No longer able to Use Jax on H100 machines
Hello, today I am no longer able to use Jax on newly launched H100 instances (yesterday was fine). I am following the usual install instructions:
pip install --upgrade pip
pip install --upgrade "jax[cuda12_pip]" -f https://storage.googleapis.com/jax-releases/jax_cuda_releases.html
In the interpreter, if I enter import jax and run a simple computation (e.g., take the square root of 2):
import jax
jax.numpy.sqrt(2)
I get the error (below is part of error message)
2024-01-25 21:49:14.017380: W external/xla/xla/stream_executor/gpu/asm_compiler.cc:235] Falling back to the CUDA driver for PTX compilation; ptxas does not support CC 9.0
2024-01-25 21:49:14.017433: W external/xla/xla/stream_executor/gpu/asm_compiler.cc:238] Used ptxas at ptxas
2024-01-25 21:49:15.106726: E external/xla/xla/stream_executor/cuda/cuda_driver.cc:1352] failed to load PTX text as a module: CUDA_ERROR_INVALID_IMAGE: device kernel image is invalid
2024-01-25 21:49:15.106816: E external/xla/xla/stream_executor/cuda/cuda_driver.cc:1357] error log buffer (63 bytes): error : Binary format for key='0', ident='' is not recognize
2024-01-25 21:49:15.106873: W external/xla/xla/service/gpu/runtime/support.cc:58] Intercepted XLA runtime error:
INTERNAL: Failed to load PTX text as a module: CUDA_ERROR_INVALID_IMAGE: device kernel image is invalid
...
The above exception was the direct cause of the following exception:
Traceback (most recent call last):
File "<stdin>", line 1, in <module>
jaxlib.xla_extension.XlaRuntimeError: INTERNAL: Failed to execute XLA Runtime executable: run time error: custom call 'xla.gpu.func.launch' failed: Failed to load PTX text as a module: CUDA_ERROR_INVALID_IMAGE: device kernel image is invalid; current tracing scope: fusion; current profiling annotation: XlaModule:#prefix=jit(<lambda>)/jit(main),hlomodule=jit__lambda,program_id=0#.
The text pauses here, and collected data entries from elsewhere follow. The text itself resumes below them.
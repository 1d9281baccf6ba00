use crate::coord::{Coordinate, validate_lon_lat, wgs84_to_web_mercator};
use crate::error::MapCenterError;
use crate::geom::{point_to_geojson, point_to_wkt};
use crate::preset::Preset;
use geo::{Distance, Haversine};
use geo_types::Point;
use serde::{Deserialize, Serialize};
use std::fmt;

/// A named point to center a map view on.
///
/// The point is a WGS84 longitude/latitude pair. Construction always validates it,
/// so every `MapCenter` holds finite coordinates within the valid ranges.
///
/// # Example
///
/// ```
/// use map_centers::MapCenter;
///
/// # fn main() -> Result<(), map_centers::MapCenterError> {
/// let center = MapCenter::new("home", &(-79.3832, 43.6532))?
///     .with_description("Toronto area");
/// assert_eq!(center.to_lng_lat(), [-79.3832, 43.6532]);
/// # Ok(())
/// # }
/// ```
#[derive(Debug, Clone, PartialEq, Serialize, Deserialize)]
#[serde(into = "MapCenterRecord", try_from = "MapCenterRecord")]
pub struct MapCenter {
    name: String,
    description: Option<String>,
    point: Point<f64>,
}

impl MapCenter {
    /// Creates a validated map center from any coordinate in (longitude, latitude) order.
    pub fn new<C: Coordinate>(name: impl Into<String>, coord: &C) -> Result<Self, MapCenterError> {
        let name = name.into();
        if name.trim().is_empty() {
            return Err(MapCenterError::InvalidName);
        }
        validate_lon_lat(coord)?;

        Ok(Self {
            name,
            description: None,
            point: Point::new(coord.x(), coord.y()),
        })
    }

    /// Attaches a human-readable description, shown in exports and GeoJSON properties.
    pub fn with_description(mut self, description: impl Into<String>) -> Self {
        self.description = Some(description.into());
        self
    }

    /// The center's name.
    pub fn name(&self) -> &str {
        &self.name
    }

    /// The description, if one was set.
    pub fn description(&self) -> Option<&str> {
        self.description.as_deref()
    }

    /// The center as a point, x = longitude, y = latitude.
    pub fn point(&self) -> Point<f64> {
        self.point
    }

    /// Longitude in degrees.
    pub fn longitude(&self) -> f64 {
        self.point.x()
    }

    /// Latitude in degrees.
    pub fn latitude(&self) -> f64 {
        self.point.y()
    }

    /// Returns `[lng, lat]`, the array form mapping libraries accept as a center.
    pub fn to_lng_lat(&self) -> [f64; 2] {
        [self.longitude(), self.latitude()]
    }

    /// WKT form, e.g. `POINT(-100 40)`.
    pub fn to_wkt(&self) -> String {
        point_to_wkt(&self.point)
    }

    /// Converts the center to a GeoJSON Feature with `name` and `description` properties.
    pub fn to_geojson(&self) -> geojson::Feature {
        let mut feature = geojson::Feature::from(point_to_geojson(&self.point));
        feature.set_property("name", self.name.clone());
        if let Some(description) = &self.description {
            feature.set_property("description", description.clone());
        }
        feature
    }

    /// Projects the center to Web Mercator (EPSG:3857) metres.
    pub fn to_web_mercator(&self) -> Result<Point<f64>, MapCenterError> {
        wgs84_to_web_mercator(&self.point)
    }

    /// Great-circle distance to another center, in metres.
    pub fn distance_to(&self, other: &MapCenter) -> f64 {
        Haversine.distance(self.point, other.point)
    }
}

impl fmt::Display for MapCenter {
    fn fmt(&self, f: &mut fmt::Formatter<'_>) -> fmt::Result {
        write!(f, "{} ({}, {})", self.name, self.longitude(), self.latitude())
    }
}

impl From<Preset> for MapCenter {
    fn from(preset: Preset) -> Self {
        Self {
            name: preset.name().to_string(),
            description: Some(preset.description().to_string()),
            point: preset.point(),
        }
    }
}

/// Flat serialized form of a [`MapCenter`].
#[derive(Debug, Clone, Serialize, Deserialize)]
struct MapCenterRecord {
    name: String,
    #[serde(default, skip_serializing_if = "Option::is_none")]
    description: Option<String>,
    longitude: f64,
    latitude: f64,
}

impl From<MapCenter> for MapCenterRecord {
    fn from(center: MapCenter) -> Self {
        Self {
            longitude: center.longitude(),
            latitude: center.latitude(),
            name: center.name,
            description: center.description,
        }
    }
}

impl TryFrom<MapCenterRecord> for MapCenter {
    type Error = MapCenterError;

    fn try_from(record: MapCenterRecord) -> Result<Self, Self::Error> {
        let center = MapCenter::new(record.name, &(record.longitude, record.latitude))?;
        Ok(match record.description {
            Some(description) => center.with_description(description),
            None => center,
        })
    }
}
This was not happening when I launched new instances yesterday. Any help would be appreciated! Thanks!
2 Replies
Which type of H100? Community Cloud or Secure Cloud?
H100 80GB SXM5 (26 vCPU 251 GB RAM). Secure Cloud. Thank you!
Hello, is there an update on this issue? I noticed Jax works well on the A100 SXM 80GB in the secure cloud that run CUDA 12.2, but still not the H100s that run CUDA 12.3.